Dorar para obtener una textura más auténtica: Para un acabado auténtico, calentar mantequilla en una sartén grande y dorar los dumplings hervidos hasta que estén dorados y crujientes por ambos lados.
Repollo salteado: En la misma sartén, sofreír la cebolla y el repollo rallado hasta que el repollo se ablande y empiece a caramelizarse.
Cocer la salsa a fuego lento: Agregar el ajo, el caldo y la crema de leche. Dejar que la salsa se cocine a fuego lento y espese durante 5 a 8 minutos.
Mezcla: Regrese los dumplings sellados a la sartén, cubriendo con la salsa cremosa de col.
Sirva: Decore con tomillo fresco y sirva caliente directamente del tazón.
4. Variaciones
Infusión de tocino: Saltee speck o tocino en cubos con la cebolla para obtener un ahumado intenso tradicional.
Torta de alcaravea: Añada una cucharadita de semillas de alcaravea al repollo para facilitar la digestión y añadir un toque aromático alemán clásico.
Dumplings de queso: Mezcle 1/2 taza de queso Gruyère o Emmental rallado con la masa de los dumplings para una versión aún más deliciosa.
5. Presentación y almacenamiento
Presentación: Este plato es increíblemente saciante por sí solo, pero también es un acompañamiento magnífico para un Sauerbraten o cerdo asado.
Almacenamiento: Guarde las sobras en un recipiente hermético en el refrigerador hasta por 3 días.
Recalentar: Calentar en una sartén con un chorrito de leche o caldo para diluir la salsa y conservar la textura de los dumplings.
6. Beneficios
Alto en vitamina C: La col es una excelente fuente de vitamina C y fibra.
Energía sostenible: Los carbohidratos complejos de los dumplings de patata proporcionan energía duradera.
Apto para vegetarianos: Se pueden preparar fácilmente en un formato completamente vegetariano usando caldo de verduras.
7. Historia de los dumplings y la col en Alemania
La combinación de la col (kohl) y los dumplings (klöße o knödel) es fundamental en la historia culinaria alemana, especialmente en las regiones de Baviera y Turingia. Históricamente, la patata y la col eran los principales cultivos que se podían almacenar de forma fiable en sótanos durante el invierno, lo que los hacía esenciales para la supervivencia.

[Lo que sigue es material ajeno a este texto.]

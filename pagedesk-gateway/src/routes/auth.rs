//! Session token endpoints: login, refresh, logout

use std::sync::Arc;

use axum::extract::State;
use axum::http::HeaderMap;
use axum::Json;
use chrono::{Duration, Utc};
use serde::{Deserialize, Serialize};
use tower_cookies::Cookies;

use pagedesk_core::{
    hash_refresh_token, issue_access_token, issue_refresh_token, verify_access_token, GlobalRole,
};

use crate::error::GatewayError;
use crate::graph::PlatformClient;
use crate::identity::IdentityProvider;
use crate::state::AppState;
use crate::store::{
    AuditStore, IdentityUser, PageStore, RefreshTokenRecord, RelationStore, RoleStore, TokenStore,
    UserId,
};

const SESSION_COOKIE: &str = "pagedesk_session";

/// Resolve the calling user from the `Authorization: Bearer` header.
///
/// Verifies signature and expiry of the access token; any failure is
/// `Unauthenticated` for missing credentials or `InvalidOrExpiredToken`
/// for bad ones.
pub fn bearer_user<D, G, I>(
    state: &AppState<D, G, I>,
    headers: &HeaderMap,
) -> Result<UserId, GatewayError>
where
    D: RelationStore + PageStore + TokenStore + RoleStore + AuditStore,
    G: PlatformClient,
    I: IdentityProvider,
{
    let token = headers
        .get("authorization")
        .and_then(|v| v.to_str().ok())
        .and_then(|v| v.strip_prefix("Bearer "))
        .ok_or(GatewayError::Unauthenticated)?;

    let claims = verify_access_token(token, &state.tokens)?;
    Ok(UserId(claims.sub))
}

/// The authoritative global role for a user, defaulting new users to client.
fn role_for<D, G, I>(
    state: &AppState<D, G, I>,
    user_id: &UserId,
) -> Result<GlobalRole, GatewayError>
where
    D: RelationStore + PageStore + TokenStore + RoleStore + AuditStore,
    G: PlatformClient,
    I: IdentityProvider,
{
    match state.store.global_role(user_id)? {
        Some(role) => Ok(role),
        None => {
            state.store.set_global_role(user_id, GlobalRole::Client)?;
            Ok(GlobalRole::Client)
        }
    }
}

fn set_session_cookie(cookies: &Cookies, token: &str) {
    use tower_cookies::Cookie;
    let cookie = Cookie::build((SESSION_COOKIE, token.to_string()))
        .path("/")
        .http_only(true)
        .build();
    cookies.add(cookie);
}

fn clear_session_cookie(cookies: &Cookies) {
    use tower_cookies::Cookie;
    let cookie = Cookie::build((SESSION_COOKIE, ""))
        .path("/")
        .http_only(true)
        .max_age(tower_cookies::cookie::time::Duration::ZERO)
        .build();
    cookies.add(cookie);
}

#[derive(Deserialize)]
pub struct LoginRequest {
    pub email: Option<String>,
    pub password: Option<String>,
    pub provider: Option<String>,
    pub oauth_token: Option<String>,
}

#[derive(Serialize)]
pub struct LoginResponse {
    pub token: String,
    pub refresh_token: String,
    pub user: IdentityUser,
}

/// POST /custom-jwt-auth-login
pub async fn login<D, G, I>(
    State(state): State<Arc<AppState<D, G, I>>>,
    cookies: Cookies,
    Json(req): Json<LoginRequest>,
) -> Result<Json<LoginResponse>, GatewayError>
where
    D: RelationStore + PageStore + TokenStore + RoleStore + AuditStore,
    G: PlatformClient,
    I: IdentityProvider,
{
    let (user, provider_name) = match (&req.email, &req.password, &req.provider, &req.oauth_token)
    {
        (Some(email), Some(password), _, _) => {
            let user = state.identity.authenticate(email, password).await?;
            (user, "password".to_string())
        }
        (_, _, Some(provider), Some(oauth_token)) => {
            let user = state.identity.verify_oauth(provider, oauth_token).await?;
            (user, provider.clone())
        }
        _ => {
            return Err(GatewayError::Validation(
                "either email/password or provider/oauth_token is required".to_string(),
            ));
        }
    };

    let role = role_for(&state, &user.id)?;

    let access = issue_access_token(&user.id.0, role, &state.tokens)?;
    let (refresh, refresh_hash) = issue_refresh_token(&user.id.0, role, &state.tokens)?;

    let now = Utc::now();
    state.store.insert_refresh(RefreshTokenRecord {
        user_id: user.id.clone(),
        provider: provider_name,
        token_hash: refresh_hash,
        issued_at: now,
        expires_at: now + Duration::days(state.tokens.refresh_ttl_days),
    })?;

    set_session_cookie(&cookies, &refresh);

    Ok(Json(LoginResponse {
        token: access,
        refresh_token: refresh,
        user,
    }))
}

#[derive(Deserialize)]
pub struct RefreshRequest {
    pub token: String,
}

#[derive(Serialize)]
pub struct RefreshResponse {
    pub token: String,
    pub refresh_token: String,
}

/// POST /custom-jwt-auth-refresh
///
/// The presented refresh token must verify cryptographically AND match a
/// live store row. Rotation consumes the old row and writes the new one in
/// a single transition, so the consumed token can never refresh twice.
pub async fn refresh<D, G, I>(
    State(state): State<Arc<AppState<D, G, I>>>,
    cookies: Cookies,
    Json(req): Json<RefreshRequest>,
) -> Result<Json<RefreshResponse>, GatewayError>
where
    D: RelationStore + PageStore + TokenStore + RoleStore + AuditStore,
    G: PlatformClient,
    I: IdentityProvider,
{
    let claims = verify_access_token(&req.token, &state.tokens)?;
    let user_id = UserId(claims.sub);
    let old_hash = hash_refresh_token(&req.token);

    // Roles can change between refreshes; re-read the authoritative copy.
    let role = role_for(&state, &user_id)?;

    let access = issue_access_token(&user_id.0, role, &state.tokens)?;
    let (new_refresh, new_hash) = issue_refresh_token(&user_id.0, role, &state.tokens)?;

    let now = Utc::now();
    state.store.rotate_refresh(
        &user_id,
        &old_hash,
        RefreshTokenRecord {
            user_id: user_id.clone(),
            provider: "pagedesk".to_string(),
            token_hash: new_hash,
            issued_at: now,
            expires_at: now + Duration::days(state.tokens.refresh_ttl_days),
        },
    )?;

    set_session_cookie(&cookies, &new_refresh);

    Ok(Json(RefreshResponse {
        token: access,
        refresh_token: new_refresh,
    }))
}

#[derive(Deserialize, Default)]
pub struct LogoutRequest {
    pub token: Option<String>,
}

#[derive(Serialize)]
pub struct LogoutResponse {
    pub message: String,
}

/// POST /custom-jwt-auth-logout
///
/// Accepts the token from the bearer header, the session cookie, or the
/// body, in that order. Deleting the store record makes a later refresh
/// with the same token fail.
pub async fn logout<D, G, I>(
    State(state): State<Arc<AppState<D, G, I>>>,
    headers: HeaderMap,
    cookies: Cookies,
    body: Option<Json<LogoutRequest>>,
) -> Result<Json<LogoutResponse>, GatewayError>
where
    D: RelationStore + PageStore + TokenStore + RoleStore + AuditStore,
    G: PlatformClient,
    I: IdentityProvider,
{
    let token = headers
        .get("authorization")
        .and_then(|v| v.to_str().ok())
        .and_then(|v| v.strip_prefix("Bearer "))
        .map(|t| t.to_string())
        .or_else(|| cookies.get(SESSION_COOKIE).map(|c| c.value().to_string()))
        .or_else(|| body.and_then(|Json(b)| b.token));

    if let Some(token) = token {
        if let Ok(claims) = verify_access_token(&token, &state.tokens) {
            let user_id = UserId(claims.sub);
            state
                .store
                .delete_refresh(&user_id, &hash_refresh_token(&token))?;
        }
    }

    clear_session_cookie(&cookies);

    Ok(Json(LogoutResponse {
        message: "Logged out".to_string(),
    }))
}
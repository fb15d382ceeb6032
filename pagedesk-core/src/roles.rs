//! Role hierarchy and relation status model
//!
//! A user has exactly one account-wide [`GlobalRole`]. Roles form a total
//! order; every global access check reduces to a single rank comparison.
//! Page-scoped roles are free-form strings tested by containment and live
//! on the relation records in the gateway.

use serde::{Deserialize, Serialize};

use crate::{Error, Result};

/// Account-wide privilege level, ordered lowest to highest.
#[derive(Debug, Clone, Copy, PartialEq, Eq, PartialOrd, Ord, Hash, Serialize, Deserialize)]
#[serde(rename_all = "snake_case")]
pub enum GlobalRole {
    Client,
    Moderator,
    Admin,
    SuperAdmin,
}

impl GlobalRole {
    /// Numeric rank in the hierarchy `client < moderator < admin < super_admin`.
    pub fn rank(&self) -> u8 {
        match self {
            GlobalRole::Client => 0,
            GlobalRole::Moderator => 1,
            GlobalRole::Admin => 2,
            GlobalRole::SuperAdmin => 3,
        }
    }

    /// Whether this role grants the given feature gate.
    pub fn allows(&self, feature: Feature) -> bool {
        self.rank() >= feature.min_role().rank()
    }

    pub fn as_str(&self) -> &'static str {
        match self {
            GlobalRole::Client => "client",
            GlobalRole::Moderator => "moderator",
            GlobalRole::Admin => "admin",
            GlobalRole::SuperAdmin => "super_admin",
        }
    }

    /// Parse a wire-format role string. Unknown values are an error, never
    /// a default: role writes must be validated before they happen.
    pub fn parse(s: &str) -> Result<Self> {
        match s {
            "client" => Ok(GlobalRole::Client),
            "moderator" => Ok(GlobalRole::Moderator),
            "admin" => Ok(GlobalRole::Admin),
            "super_admin" => Ok(GlobalRole::SuperAdmin),
            other => Err(Error::InvalidRole(other.to_string())),
        }
    }
}

/// A feature gate requiring a minimum global role.
#[derive(Debug, Clone, Copy, PartialEq, Eq)]
pub enum Feature {
    Moderator,
    Admin,
    Superadmin,
}

impl Feature {
    /// The lowest role that may use this feature.
    pub fn min_role(&self) -> GlobalRole {
        match self {
            Feature::Moderator => GlobalRole::Moderator,
            Feature::Admin => GlobalRole::Admin,
            Feature::Superadmin => GlobalRole::SuperAdmin,
        }
    }
}

/// Whether a user's link to a page is currently operative.
#[derive(Debug, Clone, Copy, PartialEq, Eq, Serialize, Deserialize)]
#[serde(rename_all = "snake_case")]
pub enum RelationStatus {
    Active,
    Pending,
    Banished,
}

impl RelationStatus {
    pub fn as_str(&self) -> &'static str {
        match self {
            RelationStatus::Active => "active",
            RelationStatus::Pending => "pending",
            RelationStatus::Banished => "banished",
        }
    }

    pub fn parse(s: &str) -> Result<Self> {
        match s {
            "active" => Ok(RelationStatus::Active),
            "pending" => Ok(RelationStatus::Pending),
            "banished" => Ok(RelationStatus::Banished),
            other => Err(Error::InvalidStatus(other.to_string())),
        }
    }
}

/// Whether a pending access grant has been accepted by an authority.
#[derive(Debug, Clone, Copy, PartialEq, Eq, Serialize, Deserialize)]
#[serde(rename_all = "snake_case")]
pub enum ApprovalStatus {
    Accepted,
    Pending,
    Rejected,
}

impl ApprovalStatus {
    pub fn as_str(&self) -> &'static str {
        match self {
            ApprovalStatus::Accepted => "accepted",
            ApprovalStatus::Pending => "pending",
            ApprovalStatus::Rejected => "rejected",
        }
    }

    pub fn parse(s: &str) -> Result<Self> {
        match s {
            "accepted" => Ok(ApprovalStatus::Accepted),
            "pending" => Ok(ApprovalStatus::Pending),
            "rejected" => Ok(ApprovalStatus::Rejected),
            other => Err(Error::InvalidStatus(other.to_string())),
        }
    }
}
//! Storage abstractions for the gateway

pub mod memory;
pub mod models;
pub mod sqlite;

pub use memory::MemoryStore;
pub use models::*;
pub use sqlite::SqliteStore;

use pagedesk_core::{ApprovalStatus, GlobalRole, RelationStatus};

use crate::error::GatewayError;

/// Result type for store operations
pub type StoreResult<T> = Result<T, GatewayError>;

/// Page-relation rows: the access-control source of truth.
pub trait RelationStore: Send + Sync {
    /// Get the relation for one (user, page) pair
    fn get_relation(&self, user_id: &UserId, page_id: &PageId) -> StoreResult<Option<PageRelation>>;

    /// All relations held by a user
    fn relations_for_user(&self, user_id: &UserId) -> StoreResult<Vec<PageRelation>>;

    /// All relations attached to a page
    fn relations_for_page(&self, page_id: &PageId) -> StoreResult<Vec<PageRelation>>;

    /// Insert or replace the relation for its (user, page) key.
    /// Atomic per composite key; the incoming row is a full snapshot of the
    /// mutable fields.
    fn upsert_relation(&self, relation: PageRelation) -> StoreResult<()>;

    /// Update relation status for an existing row
    fn set_relation_status(
        &self,
        user_id: &UserId,
        page_id: &PageId,
        status: RelationStatus,
    ) -> StoreResult<()>;

    /// Update approval status for an existing row
    fn set_approval_status(
        &self,
        user_id: &UserId,
        page_id: &PageId,
        status: ApprovalStatus,
    ) -> StoreResult<()>;

    /// Remove a user from a page
    fn delete_relation(&self, user_id: &UserId, page_id: &PageId) -> StoreResult<()>;

    /// Every relation row (privileged listing)
    fn list_all_relations(&self) -> StoreResult<Vec<PageRelation>>;
}

/// Connected pages and their linked Instagram accounts.
pub trait PageStore: Send + Sync {
    /// Insert or replace a page keyed on (user_id, page_id)
    fn upsert_page(&self, page: ConnectedPage) -> StoreResult<()>;

    fn get_page(&self, user_id: &UserId, page_id: &PageId) -> StoreResult<Option<ConnectedPage>>;

    fn pages_for_user(&self, user_id: &UserId) -> StoreResult<Vec<ConnectedPage>>;

    /// Soft delete: mark the page disconnected, keep the row
    fn disconnect_page(&self, user_id: &UserId, page_id: &PageId) -> StoreResult<()>;

    fn upsert_instagram(&self, account: InstagramAccount) -> StoreResult<()>;
}

/// Refresh-token records, stored by hash.
pub trait TokenStore: Send + Sync {
    fn insert_refresh(&self, record: RefreshTokenRecord) -> StoreResult<()>;

    /// Look up a live (unexpired) record by user and token hash
    fn find_refresh(&self, user_id: &UserId, hash: &str) -> StoreResult<Option<RefreshTokenRecord>>;

    fn delete_refresh(&self, user_id: &UserId, hash: &str) -> StoreResult<()>;

    /// Consume `old_hash` and persist `new_record` as one transition.
    /// Fails with `InvalidOrExpiredToken` when `old_hash` does not match a
    /// live row; on failure nothing is written.
    fn rotate_refresh(
        &self,
        user_id: &UserId,
        old_hash: &str,
        new_record: RefreshTokenRecord,
    ) -> StoreResult<()>;

    /// Drop every refresh token a user holds (logout-everywhere, deletion)
    fn delete_all_refresh(&self, user_id: &UserId) -> StoreResult<()>;
}

/// Authoritative server-side copy of each user's global role.
pub trait RoleStore: Send + Sync {
    fn global_role(&self, user_id: &UserId) -> StoreResult<Option<GlobalRole>>;

    fn set_global_role(&self, user_id: &UserId, role: GlobalRole) -> StoreResult<()>;
}

/// Append-only audit log for privileged mutations.
pub trait AuditStore: Send + Sync {
    fn record_action(&self, action: AdminAction) -> StoreResult<()>;

    fn actions_for_admin(&self, admin_id: &UserId) -> StoreResult<Vec<AdminAction>>;
}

Los dumplings de patata evolucionaron significativamente en el siglo XVIII, cuando la patata se convirtió en un alimento básico en todos los estados federados alemanes. Cada región desarrolló sus propias técnicas específicas: los dumplings de Turingia son famosos por usar una mezcla de papas crudas y cocidas, mientras que las versiones bávaras suelen preferir una base de papa más suave y completamente cocida. El acabado “sellado” que se observa en las variantes modernas probablemente surgió como una forma de recalentar los dumplings sobrantes al día siguiente, convirtiéndose con el tiempo en una textura preferida por derecho propio.

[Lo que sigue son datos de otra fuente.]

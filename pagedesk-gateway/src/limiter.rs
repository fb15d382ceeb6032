//! Per-action cooldown limiter
//!
//! Advisory throttling for repeat-triggerable actions (checking for new
//! messages). Not a security boundary: callers that are told "no" get a
//! soft cooldown response, not an error.

use std::collections::HashMap;
use std::sync::RwLock;
use std::time::{Duration, Instant};

/// Default cooldown window between firings of the same action.
const DEFAULT_COOLDOWN: Duration = Duration::from_secs(2);

/// Tracks the last firing time per action name.
pub struct ActionLimiter {
    cooldown: Duration,
    last_fired: RwLock<HashMap<String, Instant>>,
}

impl ActionLimiter {
    pub fn new() -> Self {
        Self::with_cooldown(DEFAULT_COOLDOWN)
    }

    pub fn with_cooldown(cooldown: Duration) -> Self {
        Self {
            cooldown,
            last_fired: RwLock::new(HashMap::new()),
        }
    }

    /// Whether the action may fire now. A `true` result records the firing.
    pub fn allow(&self, action: &str) -> bool {
        let now = Instant::now();
        let mut last_fired = self.last_fired.write().unwrap();
        match last_fired.get(action) {
            Some(last) if now.duration_since(*last) < self.cooldown => false,
            _ => {
                last_fired.insert(action.to_string(), now);
                true
            }
        }
    }
}

impl Default for ActionLimiter {
    fn default() -> Self {
        Self::new()
    }
}

#[cfg(test)]
mod tests {
    use super::*;

    #[test]
    fn test_cooldown_blocks_second_firing() {
        let limiter = ActionLimiter::with_cooldown(Duration::from_secs(60));
        assert!(limiter.allow("check_new_messages"));
        assert!(!limiter.allow("check_new_messages"));
    }

    #[test]
    fn test_actions_are_independent() {
        let limiter = ActionLimiter::with_cooldown(Duration::from_secs(60));
        assert!(limiter.allow("check_new_messages"));
        assert!(limiter.allow("toggle_ai"));
    }

    #[test]
    fn test_allows_after_window() {
        let limiter = ActionLimiter::with_cooldown(Duration::from_millis(1));
        assert!(limiter.allow("check_new_messages"));
        std::thread::sleep(Duration::from_millis(5));
        assert!(limiter.allow("check_new_messages"));
    }
}
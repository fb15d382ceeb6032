//! Gateway configuration

use pagedesk_core::TokenConfig;

#[derive(Debug, Clone)]
pub struct Config {
    /// Port to listen on
    pub port: u16,

    /// Origins allowed by the CORS layer (explicit allowlist)
    pub allowed_origins: Vec<String>,

    /// Graph API base URL
    pub graph_base_url: String,

    /// Platform app credentials
    pub app_id: String,
    pub app_secret: String,

    /// OAuth redirect URI registered with the platform
    pub oauth_redirect_uri: String,

    /// Identity provider admin API
    pub identity_base_url: String,
    pub identity_service_key: String,

    /// Domains automation webhooks may target
    pub webhook_allowlist: Vec<String>,

    /// SQLite database path
    pub db_path: String,
}

fn env_or(key: &str, default: &str) -> String {
    std::env::var(key).unwrap_or_else(|_| default.to_string())
}

fn env_required(key: &str) -> String {
    std::env::var(key).unwrap_or_else(|_| panic!("{} must be set in the environment", key))
}

fn env_list(key: &str, default: &str) -> Vec<String> {
    env_or(key, default)
        .split(',')
        .map(|s| s.trim().to_string())
        .filter(|s| !s.is_empty())
        .collect()
}

impl Config {
    /// Load configuration from the environment. Secrets are required;
    /// everything else has a local-development default.
    pub fn from_env() -> Self {
        Self {
            port: env_or("PAGEDESK_PORT", "3000")
                .parse()
                .expect("PAGEDESK_PORT must be a valid port number"),
            allowed_origins: env_list("PAGEDESK_ALLOWED_ORIGINS", "http://localhost:5173"),
            graph_base_url: env_or("PAGEDESK_GRAPH_BASE_URL", "https://graph.facebook.com/v19.0"),
            app_id: env_required("PAGEDESK_APP_ID"),
            app_secret: env_required("PAGEDESK_APP_SECRET"),
            oauth_redirect_uri: env_or(
                "PAGEDESK_OAUTH_REDIRECT_URI",
                "http://localhost:5173/oauth/callback",
            ),
            identity_base_url: env_required("PAGEDESK_IDENTITY_BASE_URL"),
            identity_service_key: env_required("PAGEDESK_IDENTITY_SERVICE_KEY"),
            webhook_allowlist: env_list(
                "PAGEDESK_WEBHOOK_ALLOWLIST",
                "hooks.zapier.com,hook.us1.make.com,hooks.slack.com",
            ),
            db_path: env_or("PAGEDESK_DB_PATH", "pagedesk.db"),
        }
    }

    /// Token signing configuration (separate env var, shared with core).
    pub fn token_config(&self) -> TokenConfig {
        TokenConfig::from_env()
    }
}
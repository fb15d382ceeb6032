//! HTTP routes for the gateway

mod admin;
mod auth;
mod connect;
mod events;
mod pages;

use std::sync::Arc;

use axum::http::header::{AUTHORIZATION, CONTENT_TYPE};
use axum::http::{HeaderValue, Method};
use axum::routing::{get, post};
use axum::Router;
use tower_cookies::CookieManagerLayer;
use tower_http::cors::{AllowOrigin, CorsLayer};

use crate::graph::PlatformClient;
use crate::identity::IdentityProvider;
use crate::state::AppState;
use crate::store::{AuditStore, PageStore, RelationStore, RoleStore, TokenStore};

pub use auth::bearer_user;

/// Create the router with all routes, CORS-gated to the given origins.
pub fn create_router<D, G, I>(state: Arc<AppState<D, G, I>>, allowed_origins: &[String]) -> Router
where
    D: RelationStore + PageStore + TokenStore + RoleStore + AuditStore + 'static,
    G: PlatformClient + 'static,
    I: IdentityProvider + 'static,
{
    let origins: Vec<HeaderValue> = allowed_origins
        .iter()
        .filter_map(|origin| origin.parse().ok())
        .collect();

    let cors = CorsLayer::new()
        .allow_origin(AllowOrigin::list(origins))
        .allow_methods([Method::GET, Method::POST])
        .allow_headers([AUTHORIZATION, CONTENT_TYPE])
        .allow_credentials(true);

    Router::new()
        .route("/custom-jwt-auth-login", post(auth::login))
        .route("/custom-jwt-auth-refresh", post(auth::refresh))
        .route("/custom-jwt-auth-logout", post(auth::logout))
        .route("/facebook-oauth-callback", post(connect::oauth_callback))
        .route("/pages", get(pages::list_pages))
        .route("/pages-disconnect", post(pages::disconnect))
        .route("/page-relations-upsert", post(pages::upsert_relation))
        .route("/page-relations-status", post(pages::update_relation_status))
        .route("/admin-list-relations", get(pages::list_all_relations))
        .route("/admin-list-users", post(admin::list_users))
        .route("/admin-delete-user", post(admin::delete_user))
        .route("/admin-update-user-role", post(admin::update_user_role))
        .route("/automation-event", post(events::automation_event))
        .layer(CookieManagerLayer::new())
        .layer(cors)
        .with_state(state)
}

La col se cultiva en Europa desde la época griega y romana, pero los alemanes perfeccionaron el arte de la cocción lenta y la fermentación. Ya sea servida fresca en una salsa cremosa o fermentada como chucrut, la col aportaba la acidez necesaria para equilibrar los dumplings, pesados y ricos en almidón. Hoy en día, este plato sigue siendo un símbolo de Gemütlichkeit (el concepto alemán de calidez, comodidad y pertenencia), presente en todas partes, desde las tabernas rústicas de los pueblos hasta las mesas familiares modernas.